A few years after moving to Spokane, local author Trace Kerr started to realize it was only a matter of time before she would break down and write a post-apocalyptic young adult novel. Driving downtown one day, the image of the Monroe Street Bridge suddenly grabbed her attention.
“I parked the car and walked out on it, looked toward the water power plant and the falls and I thought, “This is it,’ ” Kerr said. “This is where the story starts, and I don’t know why, but the main character is going to have to run across this bridge.”
She had her setting, her characters were materializing, all she had left to do was sit down, plan it out and write.
Kerr’s writing career started years before that day on the bridge. She majored in English at WSU, wrote short stories for a time and then started thinking about novels.
After she and her husband graduated from WSU – she with an English degree, he with a doctorate in organic chemistry – the couple began moving around the country for work. They eventually settled in Spokane, a convenient distance from their parents in Bainbridge Island and Boise.
When their youngest child hit fifth grade, Kerr decided it was time for her to start writing again in earnest and quickly wrote her first story in a rush of inspiration.
“At the time, you think, ‘That’s genius,’ ” Kerr said. “But then you look back later and go, ‘Wow, that’s a disaster.’ ”
Shelving her first book, Kerr started a second. This time around, Kerr outlined, researched and rewrote until she finally believed the novel could stand up to her own critical revision even after months away from writing.

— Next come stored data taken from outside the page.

//! The declarative project template: custom fields, labels and phases.

use std::collections::HashSet;
use std::path::Path;

use serde::{Deserialize, Serialize};

use crate::index::normalize_key;
use crate::phase::Phase;

const WORDPRESS_TEMPLATE: &str = include_str!("templates/wordpress.json");

/// Errors raised while loading a template.
#[derive(Debug, thiserror::Error)]
pub enum TemplateError {
    /// I/O error
    #[error("failed to read template: {0}")]
    Io(#[from] std::io::Error),

    /// Malformed template document
    #[error("invalid template JSON: {0}")]
    Json(#[from] serde_json::Error),
}

/// A complete project template.
#[derive(Debug, Clone, PartialEq, Serialize, Deserialize)]
pub struct ProjectTemplate {
    /// Template name, used in generated project titles
    pub name: String,

    /// Description
    #[serde(default)]
    pub description: String,

    /// Planned project length in working days
    #[serde(default)]
    pub total_days: f64,

    /// Custom project fields
    #[serde(default)]
    pub fields: Vec<FieldDefinition>,

    /// Repository labels
    #[serde(default)]
    pub labels: Vec<LabelDefinition>,

    /// Phases in execution order
    #[serde(default)]
    pub phases: Vec<Phase>,
}

/// A custom field on the project board.
#[derive(Debug, Clone, PartialEq, Eq, Serialize, Deserialize)]
pub struct FieldDefinition {
    /// Lookup key, normalized before use
    pub key: String,

    /// Human-readable field name shown on the board
    pub display_name: String,

    /// Field data type
    pub kind: FieldKind,

    /// Options, single-select fields only
    #[serde(default, skip_serializing_if = "Vec::is_empty")]
    pub options: Vec<String>,
}

impl FieldDefinition {
    /// The normalized lookup key.
    pub fn normalized_key(&self) -> String {
        normalize_key(&self.key)
    }
}

/// Field data types known to the populator.
#[derive(Debug, Clone, Copy, PartialEq, Eq, Hash, Serialize, Deserialize)]
#[serde(rename_all = "snake_case")]
pub enum FieldKind {
    SingleSelect,
    Number,
    /// Readable from existing boards; never created from a template.
    Text,
}

/// A repository label.
#[derive(Debug, Clone, PartialEq, Eq, Serialize, Deserialize)]
pub struct LabelDefinition {
    /// Label name, the natural key
    pub name: String,

    /// Hex color without the leading `#`
    pub color: String,

    /// Description
    #[serde(default)]
    pub description: String,
}

/// Something odd about a template. Never fatal.
#[derive(Debug, Clone, PartialEq)]
pub enum TemplateWarning {
    /// Phase percentages do not add up to 100
    PercentageTotal(f64),
    /// A task references a label the template never defines
    UndefinedLabel { task: String, label: String },
    /// Two field definitions normalize to the same key
    DuplicateFieldKey(String),
    /// A single-select field without options
    EmptyOptions(String),
}

impl std::fmt::Display for TemplateWarning {
    fn fmt(&self, f: &mut std::fmt::Formatter<'_>) -> std::fmt::Result {
        match self {
            TemplateWarning::PercentageTotal(total) => {
                write!(f, "phase percentages sum to {}, not 100", total)
            }
            TemplateWarning::UndefinedLabel { task, label } => {
                write!(f, "task '{}' uses undefined label '{}'", task, label)
            }
            TemplateWarning::DuplicateFieldKey(key) => {
                write!(f, "field key '{}' is defined more than once", key)
            }
            TemplateWarning::EmptyOptions(name) => {
                write!(f, "single-select field '{}' has no options", name)
            }
        }
    }
}

impl ProjectTemplate {
    /// The built-in WordPress delivery template.
    pub fn wordpress() -> Result<Self, TemplateError> {
        Self::from_json(WORDPRESS_TEMPLATE)
    }

    /// Parse a template from a JSON document.
    pub fn from_json(json: &str) -> Result<Self, TemplateError> {
        Ok(serde_json::from_str(json)?)
    }

    /// Load a template from a JSON file.
    pub fn load(path: impl AsRef<Path>) -> Result<Self, TemplateError> {
        let json = std::fs::read_to_string(path)?;
        Self::from_json(&json)
    }

    /// Total number of tasks across all phases.
    pub fn task_count(&self) -> usize {
        self.phases.iter().map(|p| p.tasks.len()).sum()
    }

    /// Sum of phase percentages. Advisory only.
    pub fn percentage_total(&self) -> f64 {
        self.phases.iter().map(|p| p.percentage).sum()
    }

    /// Find a field definition by normalized key.
    pub fn field(&self, key: &str) -> Option<&FieldDefinition> {
        let key = normalize_key(key);
        self.fields.iter().find(|f| f.normalized_key() == key)
    }

    /// Collect advisory warnings about the template.
    pub fn validate(&self) -> Vec<TemplateWarning> {
        let mut warnings = Vec::new();

        let total = self.percentage_total();
        if (total - 100.0).abs() > 0.5 {
            warnings.push(TemplateWarning::PercentageTotal(total));
        }

        let mut seen = HashSet::new();
        for field in &self.fields {
            let key = field.normalized_key();
            if !seen.insert(key.clone()) {
                warnings.push(TemplateWarning::DuplicateFieldKey(key));
            }
            if field.kind == FieldKind::SingleSelect && field.options.is_empty() {
                warnings.push(TemplateWarning::EmptyOptions(field.display_name.clone()));
            }
        }

        let defined: HashSet<&str> = self.labels.iter().map(|l| l.name.as_str()).collect();
        for task in self.phases.iter().flat_map(|p| &p.tasks) {
            for label in &task.labels {
                if !defined.contains(label.as_str()) {
                    warnings.push(TemplateWarning::UndefinedLabel {
                        task: task.title.clone(),
                        label: label.clone(),
                    });
                }
            }
        }

        warnings
    }
}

“That’s a crucial part of the learning process,” Kerr said. “When you think you’re done, you just need to leave it alone and for a longer time than you’d think.”
Now, after years of writing and working with her publishers at Portland State University’s Ooligan Press, Kerr’s debut novel, “The Names We Take” is set for release on Tuesday.
A worldwide outbreak of “One Mile Cough” leaves apocalyptic percentages dead. Frightened but capable, 17-year-old Pip tries to survive in the ashes of a still-burning Spokane, and after rescuing 12-year-old Iris, Pip attempts to keep the young girl safe from roving slave traders and cruel gangs. Pip and Iris meet Fly, a brave older girl, and as the three steadily become a chosen family, they struggle to find themselves in this dangerous new world.
Throughout the work, Kerr aims to inject a gritty realism that she believes is perhaps most appropriate for young adult fiction.
“There’s this gritty kind of honesty that comes along with young adults,” Kerr said. “We’re talking about a time when all experiences are new. It’s exciting and it’s scary, and I love that.”
Having always been drawn to the themes of young adult novels, the “rawness” and “honesty” that comes with writing about characters at that age, Kerr knew that her first novel would fall into the genre.
But, Kerr explained, the subject of this work also is particularly close to her heart. Kerr could see early on that her youngest child, Dane, was going to identify somewhere on the gender spectrum that was “not just black and white, male or female.” So, along the way, “The Names We Take” also became a tool she could use to start the conversation about gender identity.
The question at the heart of the book, she explained, is, “Who are you when everyone you’ve ever known is gone?”
“I think the most important part of this whole process is … Dane. Through the whole process of writing this book and pretty much anything I write now, we talk it out, and they tell me where I’m taking shortcuts and they tell me where it sounds true,” Kerr said. “They are my first reader.”
Kerr had many words of advice for aspiring authors.
First, read as much and as widely as you can. “The more exposure you can give yourself to the way other people create will help your own writing,” she said. “It’s so important to not just get down into this trench of what you’re doing. You’ve got to see what’s happening around you.”
Second, allow as much time between revisions as possible, and find a group of people who will read your work and not be nice about it.
And, lastly, she recommends having a second outlet. She is a writer now, but her first love, she says, was always science. So, Kerr also produces and co-hosts “Brain Junk,” a podcast that celebrates “fun, fast, interesting facts” about science, culture and history.
Kerr will celebrate the release of “The Names We Take” on Tuesday in a virtual book launch hosted by Auntie’s Bookstore via Zoom. The event will include a reading from the book, followed by an author Q&A session. Visit auntiesbooks.com for details.
Also this week
On Saturday, Auntie’s will host a virtual event promoting Aaron Bobrow-Strain’s “The Death and Life of Aida Hernandez: A Border Story.” The work, which earned Bobrow-Strain a 2019 Pacific Northwest Book Award, follows Aida Hernandez and the journey she undertook moving to the U.S. as a child before being deported back to Mexico, as well as her later struggle to return to the U.S. with her young son.